If you fail to register or make any of these errors in the process, you can expect legal action. The best way to deal with the situation is by hiring an experienced sex crimes attorney to represent you in court. Attention to detail is crucial to the defense strategy in these cases, so you must have a seasoned lawyer with relevant experience to handle your case. They can get you off the hook by proving that the situation was due to an honest mistake rather than an intentional action. Proving it can save you from penalties such as jail time and fines.

Getting off the sex offender registry

While you cannot do much about getting on the registry after conviction, you must find a way to get off it at the earliest. States have different rules and timelines for sex offenders when it comes to getting them off the registry. Your lawyer can guide you about the ones in your area and help you do the needful. You can expect to stay on the list for more than a decade as most states have extended timelines. But you can request a more lenient schedule to get off the list earlier.

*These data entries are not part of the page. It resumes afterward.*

//! Raw field values and their resolution into [`Json`].
//!
//! [`Field`] is the tagged union of everything a field can hold before
//! conversion, and [`Field::resolve`] is the one place the encoding rules
//! live. Adding a new field category means adding a variant here and
//! handling it in `resolve`; the match is exhaustive, so forgetting the
//! second half is a compile error rather than a misordered `if` chain.

use crate::{num::Num, vecmap::VecMap, Json};
use base64::{engine::general_purpose::STANDARD, Engine as _};
use bytes::Bytes;
use chrono::{DateTime, Utc};

#[derive(Clone, Debug, PartialEq)]
/// A raw field value, prior to resolution.
///
/// Variants are listed in the order `resolve` dispatches them.
pub enum Field {
    /// A nested serializable object, converted by its own
    /// [`Serial`](crate::Serial) impl.
    Obj(VecMap<String, Json>),
    /// An ordered collection of raw values.
    Arr(Vec<Field>),
    /// A number. All fixed-width integers arrive here exactly.
    Num(Num),
    /// A boolean.
    Bool(bool),
    /// A binary payload. Resolves to a Base64 string.
    Bytes(Bytes),
    /// A point in time. Resolves to seconds since the Unix epoch.
    Date(DateTime<Utc>),
    /// An enumeration case. Resolves to the case's name, not an ordinal.
    Case(&'static str),
    /// A string, or any other scalar already in its JSON form.
    Str(String),
    /// An explicit null entry.
    Null,
    /// An empty optional. The owning field is omitted from the output.
    Absent,
}

impl Field {
    /// Resolves a raw value to its JSON form, or to `None` when the owning
    /// field should produce no entry at all.
    ///
    /// Collections preserve element order and drop absent elements rather
    /// than holding a place for them.
    ///
    /// # Example
    ///
    /// ```
    /// use jdict::prelude::*;
    ///
    /// let blob = Field::Bytes(Bytes::from_static(&[0xff, 0xd9]));
    /// assert_eq!(blob.resolve(), Some(Json::from("/9k=")));
    ///
    /// assert_eq!(Field::Absent.resolve(), None);
    /// ```
    pub fn resolve(self) -> Option<Json> {
        match self {
            Field::Obj(m) => Some(Json::Map(m)),
            Field::Arr(fields) => Some(Json::Array(
                fields.into_iter().filter_map(Field::resolve).collect(),
            )),
            Field::Num(n) => Some(Json::Number(n)),
            Field::Bool(b) => Some(Json::Bool(b)),
            Field::Bytes(bytes) => Some(Json::Str(STANDARD.encode(&bytes[..]))),
            Field::Date(at) => Some(Json::Number(Num::F64(epoch_seconds(&at)))),
            Field::Case(name) => Some(Json::Str(name.to_owned())),
            Field::Str(s) => Some(Json::Str(s)),
            Field::Null => Some(Json::Null),
            Field::Absent => None,
        }
    }
}

/// Seconds since the Unix epoch, with sub-second precision.
fn epoch_seconds(at: &DateTime<Utc>) -> f64 {
    at.timestamp() as f64 + f64::from(at.timestamp_subsec_nanos()) / 1e9
}

#[cfg(test)]
mod tests {
    use super::*;
    use chrono::TimeZone;

    #[test]
    fn base64_has_no_line_breaks() {
        let blob = Field::Bytes(Bytes::from(vec![0xab; 96]));
        match blob.resolve() {
            Some(Json::Str(s)) => assert!(!s.contains('\n') && !s.contains('\r')),
            other => panic!("expected a string, got {:?}", other),
        }
    }

    #[test]
    fn dates_resolve_to_epoch_seconds() {
        let at = Utc.timestamp_opt(51_246_360, 500_000_000).unwrap();
        assert_eq!(
            Field::Date(at).resolve(),
            Some(Json::Number(Num::F64(51_246_360.5)))
        );
    }

    #[test]
    fn case_resolves_to_name() {
        assert_eq!(Field::Case("First").resolve(), Some(Json::from("First")));
    }

    #[test]
    fn collections_drop_absent_elements() {
        let arr = Field::Arr(vec![
            Field::Num(Num::I64(1)),
            Field::Absent,
            Field::Num(Num::I64(2)),
        ]);
        assert_eq!(
            arr.resolve(),
            Some(Json::Array(vec![Json::from(1), Json::from(2)]))
        );
    }
}
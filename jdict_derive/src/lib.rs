#![recursion_limit = "128"]

extern crate proc_macro;

mod enum_impl;
mod struct_impl;

use proc_macro::TokenStream;
use syn::{Data, DeriveInput};

/// Derives `Serial` (and the matching `FieldRep`) for a struct with named
/// fields, or `FieldRep` for an enum whose variants are all unit-like.
///
/// The deriving type must be `Clone`. Generated code refers to `Serial`,
/// `FieldRep`, and `Field` by their bare names; bring them into scope,
/// usually via `use jdict::prelude::*`.
#[proc_macro_derive(Serial)]
pub fn serial_derive(input: TokenStream) -> TokenStream {
    // Construct a representation of Rust code as a syntax tree
    // that we can manipulate
    let ast: DeriveInput = syn::parse(input).unwrap();
    let name = ast.ident;

    match ast.data {
        Data::Struct(sd) => struct_impl::serial(name, sd),
        Data::Enum(ed) => enum_impl::case(name, ed),
        Data::Union(_) => panic!("#[derive(Serial)] does not support unions"),
    }
}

But you will have to validate that you deserve to be off by staying on the right side of the law. Legally, you will have to complete a specific number of years without incident. You may also be required to finish counseling mandated by your sentencing, pass psychological examinations, pay off court-ordered restitution, and prove that you are not a threat to public safety. Your attorney can help you understand these requirements and file a petition to get off the list.


Sex crime litigation is complicated, and you need to follow some rules even after conviction and completion of your sentence. You have to register as an offender to stay on the right side of the law. Failing to do so can be problematic, even as being on the registry can have an impact on your life and employability. The best way to stay legally safe is by collaborating with an expert attorney even beyond the court case.